Religious studies professor Justin McDaniel explores the “really fun” side of Buddhism.
When you think about Buddhist temples, the first image that comes to mind isn’t necessarily a water slide. You probably also don’t imagine a heavy game of laser tag, or an operatic Buddha on a gigantic rotating throne. But these are quite typical in countries like Vietnam, Thailand, and Laos, says Justin McDaniel, professor of religious studies in the School of Arts and Sciences. In a January lecture for the Wolf Humanities Forum, McDaniel presented a few case studies from his latest book, Architects of Buddhist Leisure: Socially Disengaged Buddhism in Asia’s Museums, Monuments, and Amusement Parks.
“What I find really fascinating about these sites,” he said of the hundred or so Buddhist theme parks in southeast Asia, “is that they show a different way of learning how to be Buddhist.” With their massive light shows and winding roller coasters, the sites create an “atmosphere of abundance” and “a sense of distraction,” he said, which may seem to contradict the Buddhist principle of nonattachment. “But what types of distractions do we think are noble or valuable?”

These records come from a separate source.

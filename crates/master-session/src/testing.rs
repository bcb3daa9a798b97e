//! Scripted transport for driving a session in tests.

use std::collections::VecDeque;
use std::sync::Arc;
use std::sync::atomic::{AtomicBool, Ordering};

use async_trait::async_trait;
use master_core::TransportError;
use parking_lot::Mutex;
use tokio::sync::mpsc;
use tokio::time::Instant;

use crate::transport::{Connector, InboundFrame, Link};

type Delivery = Result<InboundFrame, TransportError>;

/// What the next connect attempt does.
#[derive(Clone, Copy, Debug)]
pub(crate) enum Plan {
    Accept,
    Refuse,
    Hang,
}

#[derive(Default)]
struct Shared {
    plan: VecDeque<Plan>,
    attempts: Vec<Instant>,
    links: Vec<Arc<AtomicBool>>,
    overlapping_connects: usize,
}

/// Connector whose attempts follow a plan (accepting once the plan runs out).
#[derive(Clone)]
pub(crate) struct MockConnector {
    shared: Arc<Mutex<Shared>>,
    peers: mpsc::UnboundedSender<MockPeer>,
}

impl MockConnector {
    pub(crate) fn new() -> (Self, mpsc::UnboundedReceiver<MockPeer>) {
        let (peers, rx) = mpsc::unbounded_channel();
        let connector = Self {
            shared: Arc::new(Mutex::new(Shared::default())),
            peers,
        };
        (connector, rx)
    }

    pub(crate) fn with_plan(plan: &[Plan]) -> (Self, mpsc::UnboundedReceiver<MockPeer>) {
        let (connector, rx) = Self::new();
        connector.shared.lock().plan.extend(plan.iter().copied());
        (connector, rx)
    }

    /// When each connect attempt started.
    pub(crate) fn attempts(&self) -> Vec<Instant> {
        self.shared.lock().attempts.clone()
    }

    /// Connect attempts made while an earlier link was still open.
    pub(crate) fn overlapping_connects(&self) -> usize {
        self.shared.lock().overlapping_connects
    }
}

#[async_trait]
impl Connector for MockConnector {
    async fn connect(&self, endpoint: &str) -> Result<Box<dyn Link>, TransportError> {
        let plan = {
            let mut shared = self.shared.lock();
            shared.attempts.push(Instant::now());
            if shared.links.iter().any(|closed| !closed.load(Ordering::SeqCst)) {
                shared.overlapping_connects += 1;
            }
            shared.plan.pop_front().unwrap_or(Plan::Accept)
        };

        match plan {
            Plan::Refuse => Err(TransportError::Connect {
                endpoint: endpoint.to_owned(),
                reason: "connection refused".into(),
            }),
            Plan::Hang => std::future::pending().await,
            Plan::Accept => {
                let (tx, rx) = mpsc::unbounded_channel();
                let closed = Arc::new(AtomicBool::new(false));
                let sent = Arc::new(Mutex::new(Vec::new()));
                let fail_sends = Arc::new(AtomicBool::new(false));
                self.shared.lock().links.push(closed.clone());

                let _ = self.peers.send(MockPeer {
                    tx,
                    sent: sent.clone(),
                    closed: closed.clone(),
                    fail_sends: fail_sends.clone(),
                });
                Ok(Box::new(MockLink {
                    rx,
                    sent,
                    closed,
                    fail_sends,
                }))
            }
        }
    }
}

struct MockLink {
    rx: mpsc::UnboundedReceiver<Delivery>,
    sent: Arc<Mutex<Vec<String>>>,
    closed: Arc<AtomicBool>,
    fail_sends: Arc<AtomicBool>,
}

#[async_trait]
impl Link for MockLink {
    async fn send_text(&mut self, frame: &str) -> Result<(), TransportError> {
        if self.fail_sends.load(Ordering::SeqCst) || self.closed.load(Ordering::SeqCst) {
            return Err(TransportError::Send("broken pipe".into()));
        }
        self.sent.lock().push(frame.to_owned());
        Ok(())
    }

    async fn next_frame(&mut self) -> Option<Delivery> {
        self.rx.recv().await
    }

    async fn close(&mut self) {
        self.closed.store(true, Ordering::SeqCst);
    }
}

/// The core's end of one accepted link. Dropping it closes the link.
pub(crate) struct MockPeer {
    tx: mpsc::UnboundedSender<Delivery>,
    sent: Arc<Mutex<Vec<String>>>,
    closed: Arc<AtomicBool>,
    fail_sends: Arc<AtomicBool>,
}

impl MockPeer {
    pub(crate) fn send(&self, text: &str) {
        let _ = self.tx.send(Ok(InboundFrame::Text(text.to_owned())));
    }

    pub(crate) fn send_binary(&self, bytes: &[u8]) {
        let _ = self.tx.send(Ok(InboundFrame::Binary(bytes.to_vec())));
    }

    pub(crate) fn fail(&self, error: TransportError) {
        let _ = self.tx.send(Err(error));
    }

    pub(crate) fn fail_sends(&self) {
        self.fail_sends.store(true, Ordering::SeqCst);
    }

    /// Frames the client wrote, shared with the link.
    pub(crate) fn sent_log(&self) -> Arc<Mutex<Vec<String>>> {
        self.sent.clone()
    }

    pub(crate) fn sent(&self) -> Vec<String> {
        self.sent.lock().clone()
    }

    /// Whether the client closed its side.
    pub(crate) fn is_closed(&self) -> bool {
        self.closed.load(Ordering::SeqCst)
    }
}
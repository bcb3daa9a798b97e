//! # master-session
//!
//! Connection lifecycle and presence derivation for the Master System client.
//!
//! A session keeps one WebSocket link to the core open, probes it with a
//! keepalive, reconnects after a fixed delay whenever it drops, and turns
//! the inbound frames into a [`SessionSnapshot`] (presence + transcript)
//! that any observer can watch.
//!
//! - [`machine`]: the pure input → state + effects function
//! - [`transport`]: the `Connector`/`Link` seam and its WebSocket implementation
//! - [`SessionManager`] / [`SessionHandle`]: start, observe, control, stop

#![deny(unsafe_code)]

mod driver;
pub mod machine;
pub mod session;
#[cfg(test)]
pub(crate) mod testing;
pub mod transport;

pub use machine::{Effect, Input, PresenceMachine};
pub use session::{SessionHandle, SessionManager, SessionSnapshot};
pub use transport::{Connector, InboundFrame, Link, WsConnector};
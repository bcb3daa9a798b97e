//! Package-level constants.

/// Current version of the client (sourced from Cargo.toml).
pub const VERSION: &str = env!("CARGO_PKG_VERSION");

/// Package name.
pub const NAME: &str = "master";

/// Endpoint of the core's event socket when nothing else is configured.
pub const DEFAULT_ENDPOINT: &str = "ws://localhost:8000/ws";

/// Number of transcript lines kept when nothing else is configured.
pub const DEFAULT_TRANSCRIPT_CAPACITY: usize = 5;
//! Bounded transcript of recent human-readable lines.

use std::collections::VecDeque;

use serde::{Deserialize, Serialize};

use crate::constants::DEFAULT_TRANSCRIPT_CAPACITY;

/// Fixed-capacity FIFO of transcript lines.
///
/// Appending past capacity evicts the oldest line. A capacity of zero is
/// raised to one so the latest line is always visible.
#[derive(Clone, Debug, PartialEq, Eq, Serialize, Deserialize)]
#[serde(from = "RawTranscript")]
pub struct Transcript {
    capacity: usize,
    lines: VecDeque<String>,
}

/// Unchecked wire form; converted through the capacity clamp.
#[derive(Deserialize)]
struct RawTranscript {
    capacity: usize,
    #[serde(default)]
    lines: Vec<String>,
}

impl From<RawTranscript> for Transcript {
    fn from(raw: RawTranscript) -> Self {
        let mut transcript = Self::with_capacity(raw.capacity);
        for line in raw.lines {
            transcript.push(line);
        }
        transcript
    }
}

impl Transcript {
    /// Empty transcript keeping at most `capacity` lines.
    pub fn with_capacity(capacity: usize) -> Self {
        let capacity = capacity.max(1);
        Self {
            capacity,
            lines: VecDeque::with_capacity(capacity),
        }
    }

    /// Append a line, evicting the oldest one when full.
    pub fn push(&mut self, line: impl Into<String>) {
        while self.lines.len() >= self.capacity {
            let _ = self.lines.pop_front();
        }
        self.lines.push_back(line.into());
    }

    /// Lines in append order, oldest first.
    pub fn iter(&self) -> impl Iterator<Item = &str> {
        self.lines.iter().map(String::as_str)
    }

    /// Most recent line.
    pub fn latest(&self) -> Option<&str> {
        self.lines.back().map(String::as_str)
    }

    /// Copy of the lines, oldest first.
    pub fn to_vec(&self) -> Vec<String> {
        self.lines.iter().cloned().collect()
    }

    /// Number of lines held.
    pub fn len(&self) -> usize {
        self.lines.len()
    }

    /// Whether nothing has been appended yet.
    pub fn is_empty(&self) -> bool {
        self.lines.is_empty()
    }

    /// Maximum number of lines held.
    pub fn capacity(&self) -> usize {
        self.capacity
    }
}

impl Default for Transcript {
    fn default() -> Self {
        Self::with_capacity(DEFAULT_TRANSCRIPT_CAPACITY)
    }
}
//! Error types for the Persona wire contract

use thiserror::Error;

#[derive(Debug, Error)]
pub enum Error {
    #[error("Invalid audience '{value}': {reason}")]
    InvalidAudience { value: String, reason: String },

    #[error("Malformed verifier response: {0}")]
    MalformedResponse(String),

    #[error("JSON error: {0}")]
    Json(#[from] serde_json::Error),
}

McDaniel, a former Buddhist monk who created the popular Existential Despair class last year [“Gazetteer,” Mar|Apr 2018], got the idea for this research while he was translating manuscripts at the Xa Loi monastery in Saigon. In the library, McDaniel noticed he was the only person there all day. “I wanted to find out, well, if the Buddhists aren’t in the library, then where are they?” he said. The answer: “They’re over at the water park.”
Although most of the parks he studied do have temples and libraries on site, “they’re not aiming to be sacred sites”— but rather “ecumenical and entertaining sites.” Many Buddhists visit without learning more about Buddhist texts or history than they already know. “But it feels like you’re doing something right,” he said. “You’re in an atmosphere that celebrates who you are,” and parents deem it a fun way to connect kids to their heritage.
The “effervescence” of Buddhist teachings can still be seen all around, whether it’s in the multilingual museum placards or in the various and sundry liturgies coming through the park’s loudspeakers. “In a sense, you learn how to be [Buddhist] over time.”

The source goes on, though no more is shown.